La ville de Yaoundé devient le centre des réflexions sur les services essentiels du continent du 9 au 13 février 2026. Le 23ᵉ Congrès International et Exposition de l’Association Africaine de l’Eau et de l’Assainissement (AAEA) se tient sous le thème : « Eau et assainissement pour tous : des actions fortes pour l’Afrique ». Cette rencontre intervient dans une période où l’accès aux ressources hydriques et aux systèmes d’épuration constitue une problématique majeure pour les zones urbaines et rurales. L’objectif fixé par l’ODD 6 pour l’horizon 2030 impose une accélération des investissements face à une croissance démographique soutenue et une urbanisation rapide.
En effet, les infrastructures actuelles subissent la pression de la variabilité climatique et des contraintes d’exploitation. Le rassemblement de la capitale camerounaise mobilise des décideurs politiques, des opérateurs techniques, des institutions financières et des chercheurs. La plateforme vise la coordination des politiques publiques et l’optimisation des solutions opérationnelles.
Selon Dr Blaise Moussa, Président du Comité local d’organisation, l’ambition de Yaoundé 2026 est définie par une exigence de résultats : « Nous voulons des solutions applicables, des partenariats utiles et des engagements suivis. L’eau et l’assainissement ne doivent plus être un luxe pour certains et un combat pour d’autres ». Cette approche dépasse la simple construction d’ouvrages pour intégrer la pérennité du service. Le responsable précise qu’il « faut aussi garantir la maintenance, la qualité, la continuité et l’accessibilité financière ».

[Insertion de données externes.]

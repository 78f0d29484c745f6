//! Hypothesis guard: uncorrected multiple testing
//!
//! Pattern matcher over the shared tree, same substrate as the mirage
//! detector but without a def-use walk: count recognized statistical test
//! calls, look for any multiple-comparison correction, and flag every test
//! site when the file runs several tests with no correction. A test call
//! inside a loop is flagged on its own: sweeping a test across conditions is
//! the canonical p-hacking shape regardless of how many sites the file has.

use crate::diagnostics::{Diagnostic, Guard, Severity};
use crate::tree::{NodeId, SourceTree};

/// Statistical test entry points (scipy.stats and friends).
const STAT_TESTS: &[&str] = &[
    "ttest_ind",
    "ttest_rel",
    "ttest_1samp",
    "mannwhitneyu",
    "wilcoxon",
    "kruskal",
    "f_oneway",
    "chi2_contingency",
    "pearsonr",
    "spearmanr",
    "ks_2samp",
    "fisher_exact",
];

/// Calls that apply a multiple-comparison correction.
const CORRECTIONS: &[&str] = &[
    "multipletests",
    "bonferroni_correction",
    "fdr_correction",
    "false_discovery_control",
];

#[derive(Debug, Clone)]
pub struct HypothesisOptions {
    /// Number of uncorrected tests at which the family-wise error rate is
    /// considered misleading.
    pub max_uncorrected_tests: usize,
}

impl Default for HypothesisOptions {
    fn default() -> Self {
        Self {
            max_uncorrected_tests: 1,
        }
    }
}

pub fn run(tree: &SourceTree, options: &HypothesisOptions, severity: Severity) -> Vec<Diagnostic> {
    let mut test_sites: Vec<(NodeId, &str)> = Vec::new();
    let mut corrected = false;

    for call in tree.nodes_of_kind("call") {
        let Some(name) = callee_name(tree, call) else {
            continue;
        };
        if STAT_TESTS.contains(&name) {
            test_sites.push((call, name));
        } else if CORRECTIONS.contains(&name) {
            corrected = true;
        }
    }

    let mut diagnostics = Vec::new();
    for (call, name) in &test_sites {
        if in_loop(tree, *call) {
            diagnostics.push(Diagnostic::new(
                Guard::Hypothesis,
                severity,
                tree.line(*call),
                format!(
                    "{name}() runs inside a loop; repeated testing without correction invites p-hacking"
                ),
            ));
        }
    }

    if !corrected && test_sites.len() > options.max_uncorrected_tests {
        let total = test_sites.len();
        for (call, name) in &test_sites {
            if in_loop(tree, *call) {
                continue; // already reported above
            }
            diagnostics.push(Diagnostic::new(
                Guard::Hypothesis,
                severity,
                tree.line(*call),
                format!(
                    "{name}() is one of {total} hypothesis tests with no multiple-comparison correction"
                ),
            ));
        }
    }

    diagnostics
}

fn callee_name<'t>(tree: &'t SourceTree, call: NodeId) -> Option<&'t str> {
    let func = tree.child_by_field(call, "function")?;
    match tree.kind(func) {
        "identifier" => Some(tree.text(func)),
        "attribute" => tree.child_by_field(func, "attribute").map(|a| tree.text(a)),
        _ => None,
    }
}

fn in_loop(tree: &SourceTree, node: NodeId) -> bool {
    let mut cur = tree.parent(node);
    while let Some(p) = cur {
        match tree.kind(p) {
            "for_statement" | "while_statement" => return true,
            "function_definition" | "class_definition" => return false,
            _ => cur = tree.parent(p),
        }
    }
    false
}

#[cfg(test)]
mod tests {
    use super::*;

    fn check(source: &str) -> Vec<Diagnostic> {
        let tree = SourceTree::parse(source).unwrap();
        run(&tree, &HypothesisOptions::default(), Severity::Warning)
    }

    #[test]
    fn single_test_is_fine() {
        assert!(check("p = ttest_ind(a, b)\n").is_empty());
    }

    #[test]
    fn multiple_uncorrected_tests_flag_each_site() {
        let source = "\
p1 = stats.ttest_ind(a, b)
p2 = stats.mannwhitneyu(a, c)
";
        let diags = check(source);
        assert_eq!(diags.len(), 2);
        assert!(diags[0].message.contains("2 hypothesis tests"));
    }

    #[test]
    fn correction_call_silences_the_family() {
        let source = "\
p1 = stats.ttest_ind(a, b)
p2 = stats.mannwhitneyu(a, c)
reject, pvals = multipletests(pvalues)
";
        assert!(check(source).is_empty());
    }

    #[test]
    fn test_inside_loop_is_flagged_alone() {
        let source = "\
for col in columns:
    p = stats.ttest_ind(data[col], control)
";
        let diags = check(source);
        assert_eq!(diags.len(), 1);
        assert!(diags[0].message.contains("inside a loop"));
    }

    #[test]
    fn loop_in_enclosing_function_only_counts_local_loops() {
        let source = "\
for item in items:
    process(item)

def analyze(a, b):
    return stats.ttest_ind(a, b)
";
        assert!(check(source).is_empty());
    }
}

Le programme scientifique et technique prévoit des centaines de communications portant sur la performance des réseaux, la réduction des pertes, la digitalisation et la gouvernance. Un volet spécifique est consacré à l’intégration des travaux de recherche universitaire dans les cycles d’exploitation des opérateurs. Le forum académique prévu en amont de l’événement cherche à transformer les innovations de laboratoire en outils de gestion quotidienne pour les populations.

Intégration de l’assainissement et mécanismes de mise en œuvre
Le congrès de Yaoundé marque une volonté de repositionner l’assainissement au centre des priorités continentales. Ce secteur, souvent secondaire dans les budgets publics, impacte directement la santé publique et la productivité économique. Les échanges portent sur le traitement des déchets, la gestion des boues de vidange et la planification urbaine. Les carences en systèmes d’assainissement engendrent des coûts élevés liés aux dépenses de santé et à la dégradation de l’environnement. L’événement favorise l’émergence de modèles adaptés aux réalités économiques locales.
Cette édition s’appuie sur les conclusions des rencontres précédentes d’Abidjan et de Kampala. Si les sessions passées ont identifié les obstacles structurels tels que le déficit de financement et les failles de gouvernance, le rendez-vous de Yaoundé se concentre sur le passage aux mécanismes d’action. Le benchmarking des pratiques professionnelles et les rencontres d’affaires visent la signature de contrats et le transfert de technologies. L’enjeu réside dans l’amélioration concrète des indicateurs : augmentation du nombre de branchements, régularité de la distribution et soutenabilité des tarifs.
Les visites techniques organisées durant la semaine permettent d’observer des réalisations concrètes afin de favoriser leur reproduction dans d’autres contextes géographiques. Les organisateurs soulignent que la réussite du congrès dépend de la perception du changement par les citoyens. « Notre objectif est que les conclusions de Yaoundé se traduisent en actions visibles. Les citoyens doivent ressentir les effets de nos décisions », affirme Dr Blaise Moussa. Le cadre de l’AAEA réaffirme la dimension stratégique de ces services pour la stabilité sociale. Dr Moussa conclut sur la portée de ces enjeux : « Quand l’eau manque ou que l’assainissement est absent, c’est la santé, l’école, l’économie et la paix sociale qui sont fragilisées ». La finalité de cette mobilisation africaine demeure la transformation des engagements institutionnels en services effectifs et durables.